Cavotti gave him a glare. His glares were much more deadly than they used to be. In fact he could battleform again, but only once. It would kill him.

“You don’t need to prove anything, Mutineer,” Vespaniaso said.

“I know that!” Cavotti roared, although he didn’t. “I also know that some of you find it a lot harder to give up ground than take it. I want to be certain there’s no sudden change of plans.
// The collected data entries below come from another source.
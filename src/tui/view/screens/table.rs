use crate::model::UserRecord;
use crate::tui::logic::{Column, SortState};
use crate::tui::state::{HeaderBar, LoadStatus};
use crate::tui::view::components::footer::render_table_footer;
use ratatui::layout::{Constraint, Direction, Layout, Rect};
use ratatui::style::{Color, Modifier, Style};
use ratatui::text::{Line, Span};
use ratatui::widgets::{Block, Borders, Cell, Paragraph, Row, Table, TableState};
use ratatui::Frame;

const NO_DATA: &str = "No data available. Please try again later.";

pub struct TableViewData<'a> {
    pub records: &'a [UserRecord],
    pub header: &'a HeaderBar,
    pub sort_state: SortState,
    pub load_status: &'a LoadStatus,
    pub date_format: &'a str,
    pub session: &'a str,
}

pub fn render_table(f: &mut Frame, table_state: &mut TableState, data: &TableViewData) {
    let chunks = Layout::default()
        .direction(Direction::Vertical)
        .constraints([
            Constraint::Length(3),
            Constraint::Min(5),
            Constraint::Length(3),
        ])
        .split(f.area());

    render_title(f, chunks[0], data);
    render_body(f, chunks[1], table_state, data);
    render_table_footer(f, chunks[2]);
}

fn render_title(f: &mut Frame, area: Rect, data: &TableViewData) {
    let status = match data.load_status {
        LoadStatus::Loading => Span::styled("Loading users...", Style::default().fg(Color::Yellow)),
        LoadStatus::Ready { from_cache } => Span::styled(
            format!(
                "{} users{}",
                data.records.len(),
                if *from_cache {
                    format!(" (cached, session {})", data.session)
                } else {
                    String::new()
                }
            ),
            Style::default().fg(Color::Green),
        ),
        LoadStatus::Failed(_) => Span::styled("Load failed", Style::default().fg(Color::Red)),
    };

    let title = Paragraph::new(Line::from(vec![
        Span::styled(
            " usertable ",
            Style::default()
                .fg(Color::Cyan)
                .add_modifier(Modifier::BOLD),
        ),
        Span::raw("Sortable Columns Table"),
        Span::raw("   "),
        status,
        Span::raw("   "),
        Span::styled(
            format!("Sort: {}", data.sort_state.label()),
            Style::default().fg(Color::DarkGray),
        ),
    ]))
    .block(Block::default().borders(Borders::BOTTOM));
    f.render_widget(title, area);
}

fn header_cell(data: &TableViewData, column: Column, disabled: bool) -> Cell<'static> {
    let mut text = column.label().to_string();
    if let Some(arrow) = data.sort_state.indicator(column) {
        text.push(' ');
        text.push_str(arrow);
    }

    let style = if disabled {
        Style::default().fg(Color::DarkGray)
    } else if data.header.is_focused(column) {
        Style::default()
            .fg(Color::Black)
            .bg(Color::Yellow)
            .add_modifier(Modifier::BOLD)
    } else if data.sort_state.active == Some(column) {
        Style::default()
            .fg(Color::Cyan)
            .add_modifier(Modifier::BOLD)
    } else {
        Style::default().add_modifier(Modifier::BOLD)
    };

    Cell::from(text).style(style)
}

fn column_width(column: Column) -> Constraint {
    match column {
        Column::Id => Constraint::Length(4),
        Column::Image => Constraint::Length(8),
        Column::Phone => Constraint::Length(15),
        Column::Address => Constraint::Min(18),
        Column::Zip => Constraint::Length(7),
        Column::MemberSince => Constraint::Length(14),
        _ => Constraint::Min(8),
    }
}

fn render_body(f: &mut Frame, area: Rect, table_state: &mut TableState, data: &TableViewData) {
    let header = Row::new(
        data.header
            .buttons
            .iter()
            .map(|b| header_cell(data, b.column, b.disabled)),
    )
    .height(1)
    .bottom_margin(1);

    let rows: Vec<Row> = data
        .records
        .iter()
        .enumerate()
        .map(|(i, record)| {
            Row::new(
                Column::ALL
                    .iter()
                    .map(|c| Cell::from(c.cell(record, i, data.date_format))),
            )
        })
        .collect();

    let widths: Vec<Constraint> = Column::ALL.iter().map(|c| column_width(*c)).collect();

    let table = Table::new(rows, widths)
        .header(header)
        .block(Block::default().borders(Borders::NONE))
        .row_highlight_style(Style::default().add_modifier(Modifier::REVERSED))
        .highlight_symbol("> ");
    f.render_stateful_widget(table, area, table_state);

    if data.records.is_empty() && !data.load_status.is_loading() {
        let mut lines = vec![Line::from(Span::styled(
            NO_DATA,
            Style::default().fg(Color::Red),
        ))];
        if let LoadStatus::Failed(error) = data.load_status {
            lines.push(Line::from(Span::styled(
                error.clone(),
                Style::default().fg(Color::DarkGray),
            )));
        }

        let message_area = Rect {
            y: area.y.saturating_add(2),
            height: area.height.saturating_sub(2),
            ..area
        };
        f.render_widget(Paragraph::new(lines), message_area);
    }
}

#[cfg(test)]
mod tests {
    use super::*;
    use ratatui::backend::TestBackend;
    use ratatui::Terminal;

    fn screen_text(terminal: &Terminal<TestBackend>) -> String {
        let buffer = terminal.backend().buffer();
        let mut out = String::new();
        for y in 0..buffer.area.height {
            for x in 0..buffer.area.width {
                out.push_str(buffer[(x, y)].symbol());
            }
            out.push('\n');
        }
        out
    }

    #[test]
    fn test_renders_rows_and_indicator() {
        let mut record = UserRecord::default();
        record.name.first = "Jennie".into();
        record.location.street.number = Some(8929);
        record.location.street.name = "Valwood Pkwy".into();

        let records = vec![record];
        let mut header = HeaderBar::default();
        header.focused = Some(Column::Address);
        let data = TableViewData {
            records: &records,
            header: &header,
            sort_state: SortState {
                active: Some(Column::Address),
                ascending: true,
            },
            load_status: &LoadStatus::Ready { from_cache: false },
            date_format: "%m/%d/%Y",
            session: "default",
        };

        let mut terminal = Terminal::new(TestBackend::new(160, 16)).unwrap();
        let mut state = TableState::default();
        terminal
            .draw(|f| render_table(f, &mut state, &data))
            .unwrap();

        let text = screen_text(&terminal);
        assert!(text.contains("ADDRESS ▲"));
        assert!(text.contains("Jennie"));
        assert!(text.contains("8929 Valwood Pkwy"));
        assert!(!text.contains(NO_DATA));
    }

    #[test]
    fn test_renders_no_data_state() {
        let header = HeaderBar::default();
        let status = LoadStatus::Failed("unexpected status: 500".into());
        let data = TableViewData {
            records: &[],
            header: &header,
            sort_state: SortState::default(),
            load_status: &status,
            date_format: "%m/%d/%Y",
            session: "default",
        };

        let mut terminal = Terminal::new(TestBackend::new(160, 16)).unwrap();
        let mut state = TableState::default();
        terminal
            .draw(|f| render_table(f, &mut state, &data))
            .unwrap();

        let text = screen_text(&terminal);
        assert!(text.contains(NO_DATA));
        assert!(text.contains("unexpected status: 500"));
    }
}
use crate::model::UserRecord;
use crate::tui::logic::{
    apply_sort, focused_column, navigate, Direction, Edge, FocusMove, SortState,
};
use crate::tui::state::{AppMode, HeaderBar};
use anyhow::Result;
use crossterm::event::KeyCode;
use ratatui::widgets::TableState;

const PAGE_ROWS: usize = 10;

#[derive(Debug, Clone, Copy, PartialEq, Eq)]
pub enum Intent {
    Focus(FocusMove),
    Activate,
    RowUp(usize),
    RowDown(usize),
    Help,
    Quit,
}

pub fn intent_for_key(code: KeyCode) -> Option<Intent> {
    let intent = match code {
        KeyCode::Home => Intent::Focus(FocusMove::Jump(Edge::First)),
        KeyCode::End => Intent::Focus(FocusMove::Jump(Edge::Last)),
        KeyCode::Right | KeyCode::Down | KeyCode::Tab => {
            Intent::Focus(FocusMove::Step(Direction::Next))
        }
        KeyCode::Left | KeyCode::Up | KeyCode::BackTab => {
            Intent::Focus(FocusMove::Step(Direction::Previous))
        }
        KeyCode::Char(c) => match c.to_ascii_lowercase() {
            'd' | 's' => Intent::Focus(FocusMove::Step(Direction::Next)),
            'a' | 'w' => Intent::Focus(FocusMove::Step(Direction::Previous)),
            ' ' => Intent::Activate,
            'j' => Intent::RowDown(1),
            'k' => Intent::RowUp(1),
            '?' => Intent::Help,
            'q' => Intent::Quit,
            _ => return None,
        },
        KeyCode::Enter => Intent::Activate,
        KeyCode::PageDown => Intent::RowDown(PAGE_ROWS),
        KeyCode::PageUp => Intent::RowUp(PAGE_ROWS),
        KeyCode::Esc => Intent::Quit,
        _ => return None,
    };
    Some(intent)
}

pub struct TableContext<'a> {
    pub header: &'a mut HeaderBar,
    pub records: &'a mut Vec<UserRecord>,
    pub sort_state: &'a mut SortState,
    pub table_state: &'a mut TableState,
    pub mode: &'a mut AppMode,
    pub prev_mode: &'a mut Option<AppMode>,
    pub should_quit: &'a mut bool,
}

pub fn handle_table_key(ctx: &mut TableContext, code: KeyCode) -> Result<()> {
    let Some(intent) = intent_for_key(code) else {
        return Ok(());
    };

    match intent {
        Intent::Focus(movement) => {
            let target = navigate(&*ctx.header, movement);
            ctx.header.focus(target);
        }
        Intent::Activate => {
            if let Some(column) = focused_column(&*ctx.header) {
                apply_sort(ctx.records, ctx.sort_state, column);
                tracing::debug!(
                    column = column.label(),
                    ascending = ctx.sort_state.ascending,
                    "sorted table"
                );
                if !ctx.records.is_empty() {
                    ctx.table_state.select(Some(0));
                }
            }
        }
        Intent::RowUp(step) => {
            if let Some(current) = ctx.table_state.selected() {
                ctx.table_state.select(Some(current.saturating_sub(step)));
            }
        }
        Intent::RowDown(step) => {
            let max = ctx.records.len().saturating_sub(1);
            if let Some(current) = ctx.table_state.selected() {
                ctx.table_state.select(Some((current + step).min(max)));
            }
        }
        Intent::Help => {
            *ctx.prev_mode = Some(*ctx.mode);
            *ctx.mode = AppMode::Help;
        }
        Intent::Quit => *ctx.should_quit = true,
    }
    Ok(())
}

#[cfg(test)]
mod tests {
    use super::*;
    use crate::tui::logic::Column;

    struct Fixture {
        header: HeaderBar,
        records: Vec<UserRecord>,
        sort_state: SortState,
        table_state: TableState,
        mode: AppMode,
        prev_mode: Option<AppMode>,
        should_quit: bool,
    }

    impl Fixture {
        fn new(numbers: &[i64]) -> Self {
            let records = numbers
                .iter()
                .map(|n| {
                    let mut r = UserRecord::default();
                    r.location.street.number = Some(*n);
                    r
                })
                .collect();
            Self {
                header: HeaderBar::default(),
                records,
                sort_state: SortState::default(),
                table_state: TableState::default().with_selected(Some(0)),
                mode: AppMode::Table,
                prev_mode: None,
                should_quit: false,
            }
        }

        fn press(&mut self, code: KeyCode) {
            let mut ctx = TableContext {
                header: &mut self.header,
                records: &mut self.records,
                sort_state: &mut self.sort_state,
                table_state: &mut self.table_state,
                mode: &mut self.mode,
                prev_mode: &mut self.prev_mode,
                should_quit: &mut self.should_quit,
            };
            handle_table_key(&mut ctx, code).unwrap();
        }

        fn numbers(&self) -> Vec<i64> {
            self.records
                .iter()
                .filter_map(|r| r.location.street.number)
                .collect()
        }
    }

    #[test]
    fn test_key_map() {
        let next = Some(Intent::Focus(FocusMove::Step(Direction::Next)));
        let prev = Some(Intent::Focus(FocusMove::Step(Direction::Previous)));

        for code in [
            KeyCode::Right,
            KeyCode::Down,
            KeyCode::Char('d'),
            KeyCode::Char('S'),
        ] {
            assert_eq!(intent_for_key(code), next);
        }
        for code in [
            KeyCode::Left,
            KeyCode::Up,
            KeyCode::Char('a'),
            KeyCode::Char('W'),
        ] {
            assert_eq!(intent_for_key(code), prev);
        }
        assert_eq!(
            intent_for_key(KeyCode::Home),
            Some(Intent::Focus(FocusMove::Jump(Edge::First)))
        );
        assert_eq!(
            intent_for_key(KeyCode::End),
            Some(Intent::Focus(FocusMove::Jump(Edge::Last)))
        );
        assert_eq!(intent_for_key(KeyCode::Enter), Some(Intent::Activate));
        assert_eq!(intent_for_key(KeyCode::Char(' ')), Some(Intent::Activate));
        assert_eq!(intent_for_key(KeyCode::Char('z')), None);
    }

    #[test]
    fn test_activate_without_focus_is_noop() {
        let mut fx = Fixture::new(&[42, 7, 100]);
        fx.press(KeyCode::Enter);
        assert_eq!(fx.numbers(), vec![42, 7, 100]);
        assert_eq!(fx.sort_state, SortState::default());
    }

    #[test]
    fn test_navigate_then_sort_address() {
        let mut fx = Fixture::new(&[42, 7, 100]);

        fx.press(KeyCode::Home);
        assert_eq!(fx.header.focused, Some(Column::Id));
        for _ in 0..5 {
            fx.press(KeyCode::Right);
        }
        assert_eq!(fx.header.focused, Some(Column::Address));

        fx.press(KeyCode::Enter);
        assert_eq!(fx.numbers(), vec![7, 42, 100]);
        assert!(fx.sort_state.ascending);

        fx.press(KeyCode::Char(' '));
        assert_eq!(fx.numbers(), vec![100, 42, 7]);
        assert!(!fx.sort_state.ascending);
    }

    #[test]
    fn test_wraps_between_ends() {
        let mut fx = Fixture::new(&[]);
        fx.press(KeyCode::End);
        assert_eq!(fx.header.focused, Some(Column::MemberSince));
        fx.press(KeyCode::Char('s'));
        assert_eq!(fx.header.focused, Some(Column::Id));
        fx.press(KeyCode::Char('w'));
        assert_eq!(fx.header.focused, Some(Column::MemberSince));
    }

    #[test]
    fn test_sort_on_empty_dataset_updates_state() {
        let mut fx = Fixture::new(&[]);
        fx.press(KeyCode::Home);
        fx.press(KeyCode::Enter);
        assert!(fx.records.is_empty());
        assert_eq!(fx.sort_state.active, Some(Column::Id));
        assert!(fx.sort_state.ascending);
    }

    #[test]
    fn test_row_scrolling_is_clamped() {
        let mut fx = Fixture::new(&[1, 2, 3]);
        fx.press(KeyCode::Char('k'));
        assert_eq!(fx.table_state.selected(), Some(0));
        fx.press(KeyCode::PageDown);
        assert_eq!(fx.table_state.selected(), Some(2));
        fx.press(KeyCode::Char('j'));
        assert_eq!(fx.table_state.selected(), Some(2));
    }

    #[test]
    fn test_help_and_quit() {
        let mut fx = Fixture::new(&[]);
        fx.press(KeyCode::Char('?'));
        assert_eq!(fx.mode, AppMode::Help);
        assert_eq!(fx.prev_mode, Some(AppMode::Table));

        fx.press(KeyCode::Char('q'));
        assert!(fx.should_quit);
    }
}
Fili, you go and take over at Celebre for me. Nuzio, it may be a trap; we must keep close watch that Stralg doesn’t follow us up there. Can you get orders on their way by first light?”

Nuzio laughed. “Sound the trumpets!” He sprang up and departed, taking his pack. Quickly the others followed him, muttering about checking on their men. By the time Cavotti saw what they were doing, they had all gone, even Butcher, and when the door slammed he was left with what was probably the only really warm room in the town.

And Giunietta.

“You don’t mind if I sleep here too?” he asked the fireplace.

“Of course not.” Her voice in the shadows was low.

Not looking at her, he knelt and opened his pack to find the salt he used to clean his teeth… correction: his fangs. A thirty ago his arms had been smooth brown skin, like Nuzio’s. Now they were matted with black hair. Just about all of him was. His fingernails were black claws. His face…

“They warned you, I hope?” he said.

“I knew.” Her voice was closer. “It doesn’t matter.”

He looked up sharply. She was spreading a blanket in front of the hearth.

“I don’t mean I’m not sorry for you,” she said. “Of course I am. I am also enormously happy that you were rescued before they killed you. I’m relieved that I don’t smell madness on you, after what you went through.” She turned and stared at him. “In fact I don’t even detect any bitterness.”

“I’ve done my share of havocking. It was their turn, that’s all. And Vespaniaso made sure they paid for it.”

“You are a most extraordinary man! Hurry up. I’m waiting.”

“You know that’s impossible now,” he said. “I mean, I am very grateful for the offer, but no, we mustn’t and I won’t. There’s nothing more to discuss.”

Her wrap fell around her feet. “I know that you still have everything necessary under that chlamys. Come on, lover. You can’t deceive me.”

He sat down and began to fight with his boots. She knelt at his feet and used human fingers to untie the laces. “You can’t deceive a Witness, you know. You’re extremely horny. So am I.”